Bei einigen Unternehmen kommt es im Zuge dieser Entwicklung zu einer sogenannten „Gierflation“, wovor auch EZB-Präsidentin Christine Lagarde gewarnt hat. Gemeint ist damit, dass die Stimmung allgemeiner Preissteigerungen von einzelnen Marktteilnehmern ausgenutzt wird. So geben Unternehmen die höheren Kosten nicht nur vollständig an ihre Kunden weiter, sondern erhöhen die Preise darüber hinaus. Dieses Phänomen wird auch durch Studien bestätigt, wie beispielsweise von Allianz Trade im Lebensmittelbereich. Bei Untersuchung wurden Anzeichen für Gewinnmitnahmen und unzureichenden Wettbewerb gefunden, insbesondere bei Herstellern von Milchprodukten, Eiern sowie Obst und Gemüse.

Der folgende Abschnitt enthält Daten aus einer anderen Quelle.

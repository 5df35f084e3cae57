//! The node table: contacts keyed by router identity
//!
//! A `NodeTable` is plain single-threaded state. Once the database is open it
//! lives inside the index context and is only reached through
//! [`NodeDb`](crate::NodeDb). It never touches the filesystem directly after
//! startup; writes and deletions are packaged as jobs for the disk executor.

use crate::contact::RouterContact;
use crate::entry::Entry;
use crate::executor::DiskExecutor;
use crate::skiplist::{remove_files, LoadReport, Skiplist};
use myriadmesh_protocol::{NodeId, XorMetric};
use rand::seq::IteratorRandom;
use std::cmp::Ordering;
use std::collections::{BTreeSet, HashMap, HashSet};
use std::sync::Arc;
use tracing::{debug, info, warn};

pub struct NodeTable {
    /// Stored contacts
    entries: HashMap<NodeId, Entry>,

    /// On-disk store, absent for in-memory databases
    store: Option<Arc<Skiplist>>,

    disk: Arc<dyn DiskExecutor>,

    /// Periodic flush interval in ms
    flush_interval: u64,

    /// Next periodic flush deadline in ms; 0 means never
    next_flush_at: u64,
}

/// Closeness to `metric`'s target, ties broken by identity bytes
fn by_distance(metric: &XorMetric, a: &RouterContact, b: &RouterContact) -> Ordering {
    metric
        .compare(&a.pubkey, &b.pubkey)
        .then_with(|| a.pubkey.cmp(&b.pubkey))
}

impl NodeTable {
    pub fn new(
        store: Option<Arc<Skiplist>>,
        disk: Arc<dyn DiskExecutor>,
        flush_interval: u64,
        now_ms: u64,
    ) -> Self {
        let next_flush_at = if flush_interval > 0 && store.is_some() {
            now_ms.saturating_add(flush_interval)
        } else {
            0
        };

        NodeTable {
            entries: HashMap::new(),
            store,
            disk,
            flush_interval,
            next_flush_at,
        }
    }

    /// Populate the table from the on-disk store.
    ///
    /// Must run before the table is handed to the index context; it reads
    /// and deletes files synchronously.
    pub fn load_from_disk(&mut self, netid: &str, now_ms: u64) -> LoadReport {
        let Some(store) = self.store.clone() else {
            return LoadReport::default();
        };

        let report = store.load(netid, now_ms);
        for rc in &report.contacts {
            self.entries
                .insert(rc.pubkey, Entry::new(rc.clone(), now_ms));
        }

        info!(
            "loaded {} RCs from {} ({} purged, {} from other networks)",
            self.entries.len(),
            store.root().display(),
            report.purged,
            report.skipped
        );
        report
    }

    pub fn len(&self) -> usize {
        self.entries.len()
    }

    pub fn is_empty(&self) -> bool {
        self.entries.is_empty()
    }

    pub fn get(&self, id: &NodeId) -> Option<&Entry> {
        self.entries.get(id)
    }

    pub fn contains(&self, id: &NodeId) -> bool {
        self.entries.contains_key(id)
    }

    /// Insert `rc`, replacing whatever was stored for its identity
    pub fn put(&mut self, rc: RouterContact, now_ms: u64) {
        self.entries.insert(rc.pubkey, Entry::new(rc, now_ms));
    }

    /// Insert `rc` unless an equally new or newer contact is already stored.
    ///
    /// Returns whether the table changed.
    pub fn put_if_newer(&mut self, rc: RouterContact, now_ms: u64) -> bool {
        let replace = match self.entries.get(&rc.pubkey) {
            Some(existing) => rc.is_newer_than(&existing.rc),
            None => true,
        };

        if replace {
            self.put(rc, now_ms);
        }
        replace
    }

    /// Remove one router; its file is deleted only if it was stored
    pub fn remove(&mut self, id: &NodeId) -> bool {
        if self.entries.remove(id).is_some() {
            self.remove_many_from_disk_async([*id]);
            true
        } else {
            false
        }
    }

    /// Remove every entry inserted before `cutoff` that is not in `keep`
    pub fn remove_stale(&mut self, keep: &HashSet<NodeId>, cutoff: u64) -> usize {
        self.remove_matching(|entry| entry.is_stale(cutoff) && !keep.contains(&entry.rc.pubkey))
    }

    /// Remove every entry whose contact matches `pred`
    pub fn remove_if<F>(&mut self, mut pred: F) -> usize
    where
        F: FnMut(&RouterContact) -> bool,
    {
        self.remove_matching(|entry| pred(&entry.rc))
    }

    fn remove_matching<F>(&mut self, mut pred: F) -> usize
    where
        F: FnMut(&Entry) -> bool,
    {
        let mut removed = Vec::new();
        self.entries.retain(|id, entry| {
            if pred(entry) {
                removed.push(*id);
                false
            } else {
                true
            }
        });

        if !removed.is_empty() {
            debug!("removed {} RCs from nodedb", removed.len());
            self.remove_many_from_disk_async(removed.iter().copied());
        }
        removed.len()
    }

    /// The stored contact closest to `target`, if any
    pub fn closest_to(&self, target: &NodeId) -> Option<&RouterContact> {
        let metric = XorMetric::new(*target);
        self.entries
            .values()
            .map(|entry| &entry.rc)
            .min_by(|a, b| by_distance(&metric, a, b))
    }

    /// Up to `k` stored contacts, closest to `target` first
    pub fn many_closest_to(&self, target: &NodeId, k: usize) -> Vec<RouterContact> {
        if k == 0 {
            return Vec::new();
        }

        let metric = XorMetric::new(*target);
        let cmp = |a: &&RouterContact, b: &&RouterContact| by_distance(&metric, a, b);

        let mut all: Vec<&RouterContact> = self.entries.values().map(|entry| &entry.rc).collect();
        if k < all.len() {
            all.select_nth_unstable_by(k - 1, cmp);
            all.truncate(k);
        }
        all.sort_unstable_by(cmp);

        all.into_iter().cloned().collect()
    }

    /// A uniformly random stored contact accepted by `filter`
    pub fn random<F>(&self, mut filter: F) -> Option<RouterContact>
    where
        F: FnMut(&RouterContact) -> bool,
    {
        self.entries
            .values()
            .map(|entry| &entry.rc)
            .filter(|rc| filter(rc))
            .choose(&mut rand::thread_rng())
            .cloned()
    }

    /// Contacts inserted strictly before `cutoff`, ordered by identity
    pub fn inserted_before(&self, cutoff: u64) -> Vec<RouterContact> {
        let mut rcs: Vec<RouterContact> = self
            .entries
            .values()
            .filter(|entry| entry.is_stale(cutoff))
            .map(|entry| entry.rc.clone())
            .collect();
        rcs.sort_unstable_by(|a, b| a.pubkey.cmp(&b.pubkey));
        rcs
    }

    /// Copy of every stored contact, ordered by identity
    pub fn snapshot(&self) -> Vec<RouterContact> {
        let mut rcs: Vec<RouterContact> = self.entries.values().map(|e| e.rc.clone()).collect();
        rcs.sort_unstable_by(|a, b| a.pubkey.cmp(&b.pubkey));
        rcs
    }

    /// Next periodic flush deadline, if periodic flushing is on
    pub fn next_flush_at(&self) -> Option<u64> {
        (self.next_flush_at != 0).then_some(self.next_flush_at)
    }

    /// Periodic maintenance; flushes once `now_ms` passes the deadline.
    ///
    /// The deadline advances by exactly one interval per flush so late ticks
    /// do not push later flushes back. Returns whether a flush was dispatched.
    pub fn tick(&mut self, now_ms: u64) -> bool {
        if self.next_flush_at == 0 || now_ms <= self.next_flush_at {
            return false;
        }

        // Saturates at u64::MAX, which never fires again and never reads as disabled
        self.next_flush_at = self.next_flush_at.saturating_add(self.flush_interval);
        self.save_to_disk()
    }

    /// Hand a snapshot of the whole table to the disk executor.
    ///
    /// Returns false for in-memory databases.
    pub fn save_to_disk(&self) -> bool {
        let Some(store) = self.store.clone() else {
            return false;
        };

        let rcs = self.snapshot();
        debug!("flushing {} RCs to {}", rcs.len(), store.root().display());

        self.disk.submit(Box::new(move || {
            for rc in &rcs {
                let path = store.path_for(&rc.pubkey);
                if let Err(e) = rc.write(&path) {
                    warn!("failed to write RC {}: {}", rc.pubkey, e);
                }
            }
        }));
        true
    }

    fn remove_many_from_disk_async(&self, ids: impl IntoIterator<Item = NodeId>) {
        let Some(store) = self.store.as_ref() else {
            return;
        };

        let files: BTreeSet<_> = ids.into_iter().map(|id| store.path_for(&id)).collect();
        self.disk.submit(Box::new(move || remove_files(files.iter())));
    }
}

Auch die Fed erhöhte noch einmal die Leitzinsen – Zinsgipfel damit erreicht?

Auch die Federal Reserve System (Fed) erhöhte wenige Tage vor der EZB den Leitzins noch einmal um 0,25 Prozentpunkte auf eine Spanne von 5,25 bis 5,50 Prozent. Nach der Zinspause im Juni 2023 ging Fed-Chef Jerome Powell damit wieder in die Vollen. Die Marktteilnehmer gehen nun davon aus, dass mit dem vierten Zinsschritt in diesem Jahr, der Höhepunkt der Zinserhöhungen erreicht sein könnte. Denn in den USA ist die Inflation inzwischen auf 3,0 Prozent gesunken und somit die Zielmarke von 2,0 Prozent in Sichtweite gerückt.

Die Fed hat auch signalisiert, dass weitere Zinserhöhungen im September 2023 nicht vorgesehen sind, aber dennoch möglich seien. Jerome Powell betonte, dass die US-Notenbänker die Wirtschaftsdaten in den kommenden Wochen genau beobachten werden, um die richtigen Entscheidungen zu treffen. Das übliche Szenario also: Man kann viel voraussagen, aber dann wird das getan, was unmittelbar notwendig ist.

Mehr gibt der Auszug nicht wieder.